A group of Magic the Gathering characters are shown in front of stained-glass windows.

Image: Wizards of the Coast

AI-generated art is just pulling from existing work people have created and throwing elements together to create what the algorithm thinks you want. But it’s not often you hear specifics of where an AI program is scraping from. Well, the CEO behind AI art-generating program Midjourney allegedly has been training the algorithm on work by Magic: The Gathering artists the entire time.

Reid Southern, an artist who has worked with companies like Marvel and DC, posted screenshots of what he claims to be interactions on Midjourney’s Discord server. They show a conversation between Midjourney CEO David Holz and others, with Holz claiming that he had the program create “huge swaths of MTG cards” during test sequences in the program’s early days, and used the work of Magic artists to feed the machine sources to pull from in making art based on prompts.

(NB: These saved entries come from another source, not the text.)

#![allow(clippy::missing_errors_doc)]
#![allow(clippy::missing_panics_doc)]
#![allow(clippy::uninlined_format_args)]

//! # Background Removal Service Core
//!
//! Request admission and accelerator arbitration for an image and video
//! background removal service.
//!
//! The crate decides per request whether a client may proceed, serializes
//! access to a single accelerator context shared by every model, and runs
//! video jobs as background pipelines whose progress is polled out of band.
//!
//! ## Components
//!
//! - [`AdmissionGate`]: per-client daily limit, abuse blocking and counter sweeping
//! - [`ExclusiveResourceArbiter`]: one FIFO token guarding the accelerator, handed out as [`ResourceLease`]s
//! - [`JobStatusTable`]: job id → latest [`JobState`], with a single [`JobWriter`] per job
//! - [`VideoPipeline`]: extract → batch-process → encode, with cleanup on every exit path
//! - [`RequestDispatcher`]: composes the above behind image and video entry points
//!
//! ## Quick Start
//!
//! ```rust,no_run
//! use bgremove_service::{
//!     FfmpegCodec, PassthroughSegmenter, RequestDispatcher, SegmenterRegistry, ServiceConfig,
//! };
//! use std::sync::Arc;
//!
//! # async fn example() -> anyhow::Result<()> {
//! let config = ServiceConfig::from_env()?;
//! let mut registry = SegmenterRegistry::new();
//! registry.register(Arc::new(PassthroughSegmenter::new()));
//! let codec = Arc::new(FfmpegCodec::new(config.video.tool_timeout));
//!
//! let dispatcher = RequestDispatcher::new(config, registry, codec)?;
//! dispatcher.spawn_maintenance();
//!
//! let video = tokio::fs::read("clip.mp4").await?;
//! let job = dispatcher
//!     .submit_video("203.0.113.7", "passthrough", "clip.mp4", video)
//!     .await?;
//! let state = dispatcher.wait_for_job(job).await?;
//! println!("{job}: {state:?}");
//! dispatcher.shutdown().await;
//! # Ok(())
//! # }
//! ```
//!
//! ### Feature Flags
//!
//! - `tract` (default): pure Rust ONNX segmenter
//! - `cli` (default): command-line front end and tracing subscriber setup
//! - `tracing-json`: JSON log output for the CLI
//! - `tracing-files`: rolling log files for the CLI

pub mod admission;
pub mod arbiter;
pub mod backends;
#[cfg(feature = "cli")]
pub mod cli;
pub mod config;
pub mod dispatcher;
pub mod error;
pub mod jobs;
pub mod pipeline;
pub mod retention;
pub mod segmentation;
#[cfg(feature = "cli")]
pub mod tracing_config;

// Public API exports
pub use admission::{AdmissionDecision, AdmissionGate, Clock, SystemClock};
pub use arbiter::{ExclusiveResourceArbiter, ResourceLease};
pub use backends::video::{AlphaCodec, EncodeOptions, FfmpegCodec, FrameCodec, VideoFormat};
#[cfg(feature = "tract")]
pub use backends::{Preprocessing, TractSegmenter};
pub use config::{
    AdmissionConfig, ArbiterConfig, ServiceConfig, ServiceConfigBuilder, StorageConfig,
    VideoConfig,
};
pub use dispatcher::{HealthReport, ImageResponse, RequestDispatcher};
pub use error::{AdmissionRejection, Result, ServiceError};
pub use jobs::{JobEvent, JobId, JobRecord, JobState, JobStatusTable, JobWriter};
pub use pipeline::{JobWorkspace, VideoPipeline};
pub use retention::ArtifactSweeper;
pub use segmentation::{apply_mask, ModelMethod, PassthroughSegmenter, Segmenter, SegmenterRegistry};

This accompanies new evidence for the ongoing lawsuit against Midjourney, DeviantArt, and Stability AI (thanks Dicebreaker), which includes a list of the names of over 4,700 artists whose work has allegedly been scraped by Midjourney. The lawsuit representing artists Sarah Ander­sen, Kelly McK­er­nan, and Karla Ortiz claims AI-generative software is built upon a foundation of copyrighted work. Holz, however, doesn’t want to be involved in the plagiarism debate. Too late, bucko.

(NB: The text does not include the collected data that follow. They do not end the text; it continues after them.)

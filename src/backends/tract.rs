//! Tract segmenter for ONNX background removal models
//!
//! Pure Rust inference with no native runtime. For models marked as
//! accelerator-resident, activation builds the optimized runnable plan and
//! deactivation drops it, so only the lease holder keeps a plan in memory.
//! Other models build their plan on first use and keep it.

use crate::error::{Result, ServiceError};
use crate::segmentation::{apply_mask, ModelMethod, Segmenter};
use image::{DynamicImage, GrayImage, ImageBuffer, Luma, RgbImage, RgbaImage};
use std::path::{Path, PathBuf};
use std::sync::{Arc, Mutex, PoisonError};
use std::time::Instant;
use tract_onnx::prelude::*;
use tracing::{debug, info};

/// Type alias for the complex Tract model type to reduce complexity warnings
type TractModel = RunnableModel<TypedFact, Box<dyn TypedOp>, Graph<TypedFact, Box<dyn TypedOp>>>;

/// Input normalization for a model family
#[derive(Debug, Clone, PartialEq)]
pub struct Preprocessing {
    /// Square input edge in pixels
    pub target_size: u32,
    pub mean: [f32; 3],
    pub std: [f32; 3],
    /// Padding color for aspect ratio preservation (RGB)
    pub padding_color: [u8; 3],
}

impl Default for Preprocessing {
    fn default() -> Self {
        Self {
            target_size: 1024,
            mean: [0.485, 0.456, 0.406],
            std: [0.229, 0.224, 0.225],
            padding_color: [255, 255, 255],
        }
    }
}

impl Preprocessing {
    /// Typical settings for a method
    #[must_use]
    pub fn for_method(method: ModelMethod) -> Self {
        match method {
            ModelMethod::U2net | ModelMethod::U2netHumanSeg | ModelMethod::Basnet => Self {
                target_size: 320,
                ..Self::default()
            },
            ModelMethod::IsnetGeneralUse | ModelMethod::IsnetAnime | ModelMethod::Ormbg => Self {
                mean: [0.5, 0.5, 0.5],
                std: [1.0, 1.0, 1.0],
                ..Self::default()
            },
            _ => Self::default(),
        }
    }
}

/// Where the resized image sits inside the padded square canvas
#[derive(Debug, Clone, Copy, PartialEq, Eq)]
struct Placement {
    offset_x: u32,
    offset_y: u32,
    width: u32,
    height: u32,
}

/// ONNX segmenter backed by tract
pub struct TractSegmenter {
    name: String,
    model_path: PathBuf,
    preprocessing: Preprocessing,
    needs_resource: bool,
    plan: Mutex<Option<Arc<TractModel>>>,
}

impl std::fmt::Debug for TractSegmenter {
    fn fmt(&self, f: &mut std::fmt::Formatter<'_>) -> std::fmt::Result {
        f.debug_struct("TractSegmenter")
            .field("name", &self.name)
            .field("model_path", &self.model_path)
            .field("needs_resource", &self.needs_resource)
            .field("loaded", &self.is_loaded())
            .finish_non_exhaustive()
    }
}

impl TractSegmenter {
    #[must_use]
    pub fn new<P: Into<PathBuf>>(
        name: &str,
        model_path: P,
        preprocessing: Preprocessing,
        needs_resource: bool,
    ) -> Self {
        Self {
            name: name.to_string(),
            model_path: model_path.into(),
            preprocessing,
            needs_resource,
            plan: Mutex::new(None),
        }
    }

    /// Segmenters for every catalog method with a `<method>.onnx` file in `dir`
    #[must_use]
    pub fn discover(dir: &Path) -> Vec<Self> {
        ModelMethod::ALL
            .iter()
            .filter(|method| **method != ModelMethod::Passthrough)
            .filter_map(|method| {
                let path = dir.join(format!("{}.onnx", method.as_str()));
                path.is_file().then(|| {
                    debug!(method = %method, path = %path.display(), "Found ONNX model");
                    Self::new(
                        method.as_str(),
                        path,
                        Preprocessing::for_method(*method),
                        method.prefers_accelerator(),
                    )
                })
            })
            .collect()
    }

    #[must_use]
    pub fn model_path(&self) -> &Path {
        &self.model_path
    }

    /// Whether a runnable plan is currently held
    #[must_use]
    pub fn is_loaded(&self) -> bool {
        self.plan
            .lock()
            .unwrap_or_else(PoisonError::into_inner)
            .is_some()
    }

    fn build_plan(&self) -> Result<Arc<TractModel>> {
        let start = Instant::now();
        let size = self.preprocessing.target_size as usize;

        let plan = tract_onnx::onnx()
            .model_for_path(&self.model_path)
            .map_err(|e| {
                ServiceError::inference(format!(
                    "Failed to load ONNX model {}: {e}",
                    self.model_path.display()
                ))
            })?
            .with_input_fact(0, f32::fact([1, 3, size, size]).into())
            .map_err(|e| ServiceError::inference(format!("Failed to set input shape: {e}")))?
            .into_optimized()
            .map_err(|e| ServiceError::inference(format!("Failed to optimize model: {e}")))?
            .into_runnable()
            .map_err(|e| ServiceError::inference(format!("Failed to create runnable model: {e}")))?;

        info!(
            model = %self.name,
            load_ms = start.elapsed().as_millis() as u64,
            "Tract plan ready"
        );
        Ok(Arc::new(plan))
    }

    fn plan(&self) -> Result<Arc<TractModel>> {
        let mut slot = self.plan.lock().unwrap_or_else(PoisonError::into_inner);
        if let Some(plan) = slot.as_ref() {
            return Ok(Arc::clone(plan));
        }
        if self.needs_resource {
            return Err(ServiceError::inference(format!(
                "{} is not active on the accelerator",
                self.name
            )));
        }
        let plan = self.build_plan()?;
        *slot = Some(Arc::clone(&plan));
        Ok(plan)
    }
}

impl Segmenter for TractSegmenter {
    fn name(&self) -> &str {
        &self.name
    }

    fn needs_resource(&self) -> bool {
        self.needs_resource
    }

    fn to_resource(&self) -> Result<()> {
        if self.is_loaded() {
            return Ok(());
        }
        let plan = self.build_plan()?;
        *self.plan.lock().unwrap_or_else(PoisonError::into_inner) = Some(plan);
        Ok(())
    }

    fn to_host(&self) -> Result<()> {
        if self.needs_resource {
            self.plan
                .lock()
                .unwrap_or_else(PoisonError::into_inner)
                .take();
            debug!(model = %self.name, "Tract plan released");
        }
        Ok(())
    }

    fn segment(&self, image: &DynamicImage) -> Result<RgbaImage> {
        let plan = self.plan()?;
        let size = self.preprocessing.target_size as usize;
        let (input, placement) = preprocess(image, &self.preprocessing)?;

        let tensor = Tensor::from_shape::<f32>(&[1, 3, size, size], &input)
            .map_err(|e| ServiceError::inference(format!("Failed to build input tensor: {e}")))?;
        let outputs = plan
            .run(tvec![tensor.into()])
            .map_err(|e| ServiceError::inference(format!("Tract inference failed: {e}")))?;
        let output = outputs
            .first()
            .ok_or_else(|| ServiceError::inference("No output tensor found"))?;

        let shape = output.shape();
        let (out_h, out_w) = match shape {
            [_, _, h, w] | [_, h, w] | [h, w] => (*h, *w),
            _ => {
                return Err(ServiceError::inference(format!(
                    "Unexpected output tensor shape {shape:?}"
                )))
            },
        };
        let values = output
            .as_slice::<f32>()
            .map_err(|e| ServiceError::inference(format!("Failed to read output tensor: {e}")))?;

        let mask = crop_mask(values, out_w, out_h, self.preprocessing.target_size, placement)?;
        Ok(apply_mask(image, &mask))
    }
}

/// Resize preserving aspect ratio, pad to a square and normalize to NCHW
#[allow(clippy::cast_possible_truncation, clippy::cast_sign_loss, clippy::cast_precision_loss)]
fn preprocess(image: &DynamicImage, config: &Preprocessing) -> Result<(Vec<f32>, Placement)> {
    let target = config.target_size;
    let rgb = image.to_rgb8();
    let (orig_width, orig_height) = rgb.dimensions();
    if orig_width == 0 || orig_height == 0 {
        return Err(ServiceError::validation("Image has no pixels"));
    }

    let scale = (target as f32 / orig_width as f32).min(target as f32 / orig_height as f32);
    let width = ((orig_width as f32 * scale).round() as u32).clamp(1, target);
    let height = ((orig_height as f32 * scale).round() as u32).clamp(1, target);

    let resized = image::imageops::resize(&rgb, width, height, image::imageops::FilterType::Triangle);
    let pad = config.padding_color;
    let mut canvas: RgbImage = ImageBuffer::from_pixel(target, target, image::Rgb(pad));
    let placement = Placement {
        offset_x: (target - width) / 2,
        offset_y: (target - height) / 2,
        width,
        height,
    };
    image::imageops::replace(
        &mut canvas,
        &resized,
        i64::from(placement.offset_x),
        i64::from(placement.offset_y),
    );

    let plane = (target as usize) * (target as usize);
    let mut tensor = vec![0.0_f32; plane * 3];
    for (index, pixel) in canvas.pixels().enumerate() {
        for channel in 0..3 {
            let value = f32::from(pixel.0[channel]) / 255.0;
            if let Some(slot) = tensor.get_mut(channel * plane + index) {
                *slot = (value - config.mean[channel]) / config.std[channel];
            }
        }
    }
    Ok((tensor, placement))
}

/// Cut the region covering the original image out of a square model output
#[allow(clippy::cast_possible_truncation, clippy::cast_sign_loss)]
fn crop_mask(
    values: &[f32],
    out_width: usize,
    out_height: usize,
    target: u32,
    placement: Placement,
) -> Result<GrayImage> {
    if values.len() < out_width * out_height || out_width == 0 || out_height == 0 {
        return Err(ServiceError::inference(format!(
            "Output tensor holds {} values, expected {out_width}x{out_height}",
            values.len()
        )));
    }

    let scale_x = out_width as f32 / target as f32;
    let scale_y = out_height as f32 / target as f32;
    let mut mask = GrayImage::new(placement.width, placement.height);
    for (x, y, pixel) in mask.enumerate_pixels_mut() {
        let src_x = (((placement.offset_x + x) as f32 * scale_x) as usize).min(out_width - 1);
        let src_y = (((placement.offset_y + y) as f32 * scale_y) as usize).min(out_height - 1);
        let value = values.get(src_y * out_width + src_x).copied().unwrap_or(0.0);
        *pixel = Luma([(value.clamp(0.0, 1.0) * 255.0).round() as u8]);
    }
    Ok(mask)
}

#[cfg(test)]
mod tests {
    use super::*;
    use image::Rgb;

    #[test]
    fn test_preprocess_pads_and_normalizes() {
        let image = DynamicImage::ImageRgb8(RgbImage::from_pixel(100, 50, Rgb([255, 0, 0])));
        let config = Preprocessing {
            target_size: 64,
            ..Preprocessing::default()
        };

        let (tensor, placement) = preprocess(&image, &config).unwrap();
        assert_eq!(tensor.len(), 3 * 64 * 64);
        assert_eq!(
            placement,
            Placement {
                offset_x: 0,
                offset_y: 16,
                width: 64,
                height: 32
            }
        );

        // Red pixel at the canvas center
        let center = 32 * 64 + 32;
        let expected_r = (1.0 - 0.485) / 0.229;
        assert!((tensor[center] - expected_r).abs() < 1e-4);
        // White padding in the top row
        let expected_pad_b = (1.0 - 0.406) / 0.225;
        assert!((tensor[2 * 64 * 64] - expected_pad_b).abs() < 1e-4);
    }

    #[test]
    fn test_crop_mask_uses_placement() {
        // 4x4 output where the bottom half is foreground
        let values: Vec<f32> = (0..16).map(|i| if i >= 8 { 1.0 } else { 0.0 }).collect();
        let placement = Placement {
            offset_x: 0,
            offset_y: 2,
            width: 4,
            height: 2,
        };
        let mask = crop_mask(&values, 4, 4, 4, placement).unwrap();
        assert_eq!(mask.dimensions(), (4, 2));
        assert!(mask.pixels().all(|p| p.0[0] == 255));

        assert!(crop_mask(&values[..4], 4, 4, 4, placement).is_err());
    }

    #[test]
    fn test_missing_model_fails_activation() {
        let segmenter = TractSegmenter::new(
            "ormbg",
            "/nonexistent/ormbg.onnx",
            Preprocessing::default(),
            true,
        );
        assert!(segmenter.to_resource().is_err());
        assert!(!segmenter.is_loaded());

        let image = DynamicImage::ImageRgb8(RgbImage::new(2, 2));
        let err = segmenter.segment(&image).unwrap_err();
        assert!(err.to_string().contains("not active"));
        assert!(segmenter.to_host().is_ok());
    }

    #[test]
    fn test_discover_finds_catalog_models() {
        let dir = tempfile::tempdir().unwrap();
        std::fs::write(dir.path().join("u2net.onnx"), b"x").unwrap();
        std::fs::write(dir.path().join("ormbg.onnx"), b"x").unwrap();
        std::fs::write(dir.path().join("custom.onnx"), b"x").unwrap();

        let mut found: Vec<_> = TractSegmenter::discover(dir.path())
            .into_iter()
            .map(|s| (s.name().to_string(), s.needs_resource()))
            .collect();
        found.sort();
        assert_eq!(found, vec![("ormbg".to_string(), true), ("u2net".to_string(), false)]);
    }
}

Read more: AI Creating ‘Art’ Is An Ethical And Copyright Nightmare

Corporations are getting more comfortable with using AI art instead of commissioning work from human artists, and it’s already invading the video game industry. Xbox, Assassin’s Creed, Fallout, and Pokemon Go have all come under fire for using AI art or promotional materials instead of just hiring actual human artists. AI is cheaper than paying an artist to draw or a writer to write, and as companies look to cut every cost imaginable other than the salaries of top brass, this is what we’re left with. Programs that steal from creatives to replace them.